Alors que Césars et Oscars s’enfoncent dans leurs travers, nous avons décidé de nous lancer à notre tour dans la course aux statuettes ! Chaque année le Cernunnos a son lot de découvertes musicales et gastronomiques. Et les nominés sont…

Puisque les grandes institutions du cinéma chient chaque année un peu plus dans la colle, rappelons que ces dernières années la scène metal s’est diversifiée et que l’on croise toujours plus de métalleuses, tant dans les salles de concert que sur scène. En relisant mes notes, je réalise qu’un groupe sur deux comptait une chanteuse et/ou une musicienne. Aussi, commençons par rendre hommage aux femmes les plus marquantes du Cernunnos !

Et la première récompense revient à Xenia Markevich du groupe russe Kalevala à qui je remets sans hésitation le Cernunnos d’Or du groupe le plus sous cocaïne ! Kalevala, ce fut une heure d’accordéon furieux, de solos héroïques et de sueur. Leur chanteuse, sans doute commissaire politique soviétique dans une autre vie, a un don pour animer les foules et faire danser les morts !
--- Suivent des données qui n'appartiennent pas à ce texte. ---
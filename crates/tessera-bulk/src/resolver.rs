//! Batch resolution of effective attributes, memberships and group structure.

use std::collections::{BTreeMap, BTreeSet, HashMap};
use std::sync::Arc;
use std::time::Instant;

use serde::Serialize;
use tessera_expr::ExpressionEvaluator;
use tessera_statements::{
    AttributesByGroup, GroupAttributes, StatementEvaluator, StatementIndex, Subject,
};
use tessera_store::DirectoryReader;
use tessera_types::{
    Attribute, EntityId, EntityInfo, GroupMembership, GroupPath, Identity, TypeCatalog,
};
use tracing::{debug, debug_span, error, warn};

use crate::instrumentation::{Instrumentation, NoopInstrumentation, operations};
use crate::{BulkError, BulkOptions, Result};

/// Effective attributes: group -> entity -> attribute name -> attribute.
pub type ResolvedAttributes = BTreeMap<GroupPath, HashMap<EntityId, GroupAttributes>>;

/// Every group of a subtree with its direct subgroups.
pub type GroupStructure = BTreeMap<GroupPath, Vec<GroupPath>>;

/// Complete information about one member of a group.
#[derive(Debug, Clone, PartialEq, Eq, Serialize)]
pub struct EntityInGroup {
    pub entity: EntityInfo,
    /// Identities, excluding targeted ones.
    pub identities: Vec<Identity>,
    /// Every membership of the entity.
    pub groups: BTreeMap<GroupPath, GroupMembership>,
    /// Effective attributes in the queried group.
    pub attributes: GroupAttributes,
    /// Effective attributes in `/`.
    pub root_attributes: GroupAttributes,
}

/// Per-entity data fetched for statement evaluation.
#[derive(Default)]
struct EntityData {
    groups: BTreeSet<GroupPath>,
    identities: Vec<Identity>,
    attributes: AttributesByGroup,
}

/// Bulk resolution service.
///
/// Holds no mutable state between calls; a single instance can serve
/// concurrent callers, each passing its own directory snapshot.
pub struct BulkResolver {
    options: BulkOptions,
    statements: StatementEvaluator,
    instrumentation: Arc<dyn Instrumentation>,
}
Vous venez de perdre quatre kilos en dansant une polka avec vos voisins et vous voulez souffler un coup ? Que nenni ! Davaï davaï davaï ! Morceau suivant, on se reposera une fois mort ! Avec des rythmes folk de polka et une énergie folle sur scène, Kalevala nous a offert le concert à l’ambiance la plus folle ! Davaï davaÏ !

Il y a quelques années, nous avions rencontré Netta Skog, ex-accordéoniste de Turisas et d’Ensiferum. Elle avait regretté que les femmes soient toujours la chanteuse ou la musicienne chargée du [instrument folk secondaire de votre choix] et jamais à la guitare ou à la batterie. C’est donc pour cela que la gagnante du prix Netta Skog 2020 est Chloe Bray de Sojourner !
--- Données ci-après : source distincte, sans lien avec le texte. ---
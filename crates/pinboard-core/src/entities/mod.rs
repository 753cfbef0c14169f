//! Entities placed on the board: nodes, edges and strokes.

mod edge;
mod node;
mod stroke;

pub use edge::{Edge, EdgeStyle};
pub use node::{Node, NodeKind};
pub use stroke::Stroke;
pub(crate) use stroke::distance_to_segment;

use serde::{Deserialize, Serialize};
use uuid::Uuid;

/// Identifier shared by every entity kind. UUIDs keep node, edge and stroke
/// ids unique across kinds, so one selection set can hold all of them.
pub type EntityId = Uuid;
/// Identifier of a [`Node`].
pub type NodeId = EntityId;
/// Identifier of an [`Edge`].
pub type EdgeId = EntityId;
/// Identifier of a [`Stroke`].
pub type StrokeId = EntityId;

/// RGBA8 color.
#[derive(Debug, Clone, Copy, PartialEq, Eq, Hash, Serialize, Deserialize)]
pub struct Color {
    pub r: u8,
    pub g: u8,
    pub b: u8,
    pub a: u8,
}

impl Color {
    pub const fn new(r: u8, g: u8, b: u8, a: u8) -> Self {
        Self { r, g, b, a }
    }

    pub const fn black() -> Self {
        Self::new(0, 0, 0, 255)
    }

    pub const fn white() -> Self {
        Self::new(255, 255, 255, 255)
    }

    /// The red used for connection strings and pins.
    pub const fn string_red() -> Self {
        Self::new(0xd6, 0x30, 0x31, 255)
    }

    /// Parse `#rgb`, `#rrggbb` or `#rrggbbaa`. Returns `None` for anything else.
    pub fn from_hex(color: &str) -> Option<Self> {
        let hex = color.trim().strip_prefix('#')?;
        if !hex.is_ascii() {
            return None;
        }
        let channel = |range: std::ops::Range<usize>| u8::from_str_radix(&hex[range], 16).ok();
        match hex.len() {
            3 => {
                // #rgb -> #rrggbb
                let r = channel(0..1)? * 17;
                let g = channel(1..2)? * 17;
                let b = channel(2..3)? * 17;
                Some(Self::new(r, g, b, 255))
            }
            6 => Some(Self::new(channel(0..2)?, channel(2..4)?, channel(4..6)?, 255)),
            8 => Some(Self::new(
                channel(0..2)?,
                channel(2..4)?,
                channel(4..6)?,
                channel(6..8)?,
            )),
            _ => None,
        }
    }

    /// Format as `#rrggbb`, or `#rrggbbaa` when not fully opaque.
    pub fn to_hex(self) -> String {
        if self.a == 255 {
            format!("#{:02x}{:02x}{:02x}", self.r, self.g, self.b)
        } else {
            format!("#{:02x}{:02x}{:02x}{:02x}", self.r, self.g, self.b, self.a)
        }
    }
}

impl Default for Color {
    fn default() -> Self {
        Self::black()
    }
}

/// Next value of a process-wide seed sequence, used for the tilt of new
/// notes. Splitmix-style mixing of a counter.
pub(crate) fn next_seed() -> u32 {
    use std::sync::atomic::{AtomicU32, Ordering};

    static SEED_COUNTER: AtomicU32 = AtomicU32::new(1);

    let counter = SEED_COUNTER.fetch_add(1, Ordering::Relaxed);
    let mut x = counter.wrapping_mul(0x9E37_79B9);
    x ^= x >> 16;
    x = x.wrapping_mul(0x85EB_CA6B);
    x ^= x >> 13;
    x = x.wrapping_mul(0xC2B2_AE35);
    x ^= x >> 16;
    x
}

/// Wrap an angle in degrees into `[0, 360)`.
pub fn normalize_degrees(degrees: f64) -> f64 {
    if !degrees.is_finite() {
        return 0.0;
    }
    let wrapped = degrees.rem_euclid(360.0);
    // rem_euclid can round up to exactly 360 for tiny negative inputs
    if wrapped >= 360.0 { 0.0 } else { wrapped }
}

#[cfg(test)]
mod tests {
    use super::*;

    #[test]
    fn test_color_hex_roundtrip() {
        let color = Color::from_hex("#d63031").unwrap();
        assert_eq!(color, Color::string_red());
        assert_eq!(color.to_hex(), "#d63031");
    }

    #[test]
    fn test_color_short_and_alpha_forms() {
        assert_eq!(Color::from_hex("#fff"), Some(Color::new(255, 255, 255, 255)));
        assert_eq!(Color::from_hex("#00000080"), Some(Color::new(0, 0, 0, 128)));
        assert_eq!(Color::new(0, 0, 0, 128).to_hex(), "#00000080");
    }

    #[test]
    fn test_color_rejects_garbage() {
        assert_eq!(Color::from_hex("red"), None);
        assert_eq!(Color::from_hex("#12"), None);
        assert_eq!(Color::from_hex("#zzzzzz"), None);
    }

    #[test]
    fn test_normalize_degrees() {
        assert!((normalize_degrees(370.0) - 10.0).abs() < 1e-9);
        assert!((normalize_degrees(-90.0) - 270.0).abs() < 1e-9);
        assert!(normalize_degrees(360.0).abs() < 1e-9);
        assert!(normalize_degrees(f64::NAN).abs() < f64::EPSILON);
        let tiny = normalize_degrees(-1e-20);
        assert!((0.0..360.0).contains(&tiny));
    }

    #[test]
    fn test_seeds_vary() {
        let a = next_seed();
        let b = next_seed();
        assert_ne!(a, b);
    }
}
La guitariste n’en est pas à son premier groupe et joue depuis 2015 avec la formation internationale. Nuançons le propos : elle joue également de la flûte et chante…


Cette bonne surprise ne nous a pas pour autant permis d’accrocher à la musique de Sojourner. La prestation du groupe italo-britanno-suédo-américano-néozélandais fut mollassonne et leur musique est restée sans âme. Il manquait au concert cette étincelle qui change un album studio en une expérience live.
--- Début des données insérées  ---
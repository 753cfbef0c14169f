//! Connections between nodes.

use super::{Color, EdgeId, NodeId};
use serde::{Deserialize, Serialize};
use uuid::Uuid;

/// Line style of a connection.
#[derive(Debug, Clone, Copy, PartialEq, Eq, Hash, Serialize, Deserialize, Default)]
#[serde(rename_all = "lowercase")]
pub enum EdgeStyle {
    #[default]
    Solid,
    Dashed,
}

/// A string stretched between the pins of two nodes.
#[derive(Debug, Clone, PartialEq, Serialize, Deserialize)]
pub struct Edge {
    pub(crate) id: EdgeId,
    pub from: NodeId,
    pub to: NodeId,
    /// Overrides the default string color.
    #[serde(default)]
    pub color: Option<Color>,
    #[serde(default)]
    pub style: EdgeStyle,
}

impl Edge {
    pub fn new(from: NodeId, to: NodeId) -> Self {
        Self {
            id: Uuid::new_v4(),
            from,
            to,
            color: None,
            style: EdgeStyle::Solid,
        }
    }

    /// New edge between other endpoints that keeps this edge's look.
    pub fn restyled(&self, from: NodeId, to: NodeId) -> Self {
        Self {
            color: self.color,
            style: self.style,
            ..Self::new(from, to)
        }
    }

    pub fn id(&self) -> EdgeId {
        self.id
    }

    /// Whether this edge links `a` and `b` in either direction.
    pub fn links(&self, a: NodeId, b: NodeId) -> bool {
        (self.from == a && self.to == b) || (self.from == b && self.to == a)
    }
}

#[cfg(test)]
mod tests {
    use super::*;

    #[test]
    fn test_restyled_keeps_look() {
        let (a, b, c) = (Uuid::new_v4(), Uuid::new_v4(), Uuid::new_v4());
        let mut edge = Edge::new(a, b);
        edge.style = EdgeStyle::Dashed;
        edge.color = Some(Color::black());

        let split = edge.restyled(a, c);
        assert_ne!(split.id(), edge.id());
        assert_eq!(split.style, EdgeStyle::Dashed);
        assert_eq!(split.color, Some(Color::black()));
        assert_eq!((split.from, split.to), (a, c));
        assert!(!split.links(a, b));
    }

    #[test]
    fn test_links_is_undirected() {
        let (a, b) = (Uuid::new_v4(), Uuid::new_v4());
        let edge = Edge::new(a, b);
        assert!(edge.links(b, a));
        assert!(!edge.links(a, a));
    }
}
Mais s’il faut retenir la performance d’une femme pendant ce festival 2020, mon vote ira à Vermilia.

Projet solo black metal de la jeune Finnoise débuté en 2017, il se concrétise dès l’année suivante avec la sortie de Kätkyt. Accompagnée pour sa première tournée par quatre trolls encapuchonnés et grimés, Vermilia a bluffé le Cernunnos par son chant grawlé. Sa puissance de coffre nous a tous laissé pantois. S’accompagnant d’un tambour de chaman, la jeune femme chante en finlandais. On ressent, dans ce projet musical, l’influence d’autres femmes de la scène metal comme Amalie Bruun (Myrkur) ou Masha Scream (Arkona).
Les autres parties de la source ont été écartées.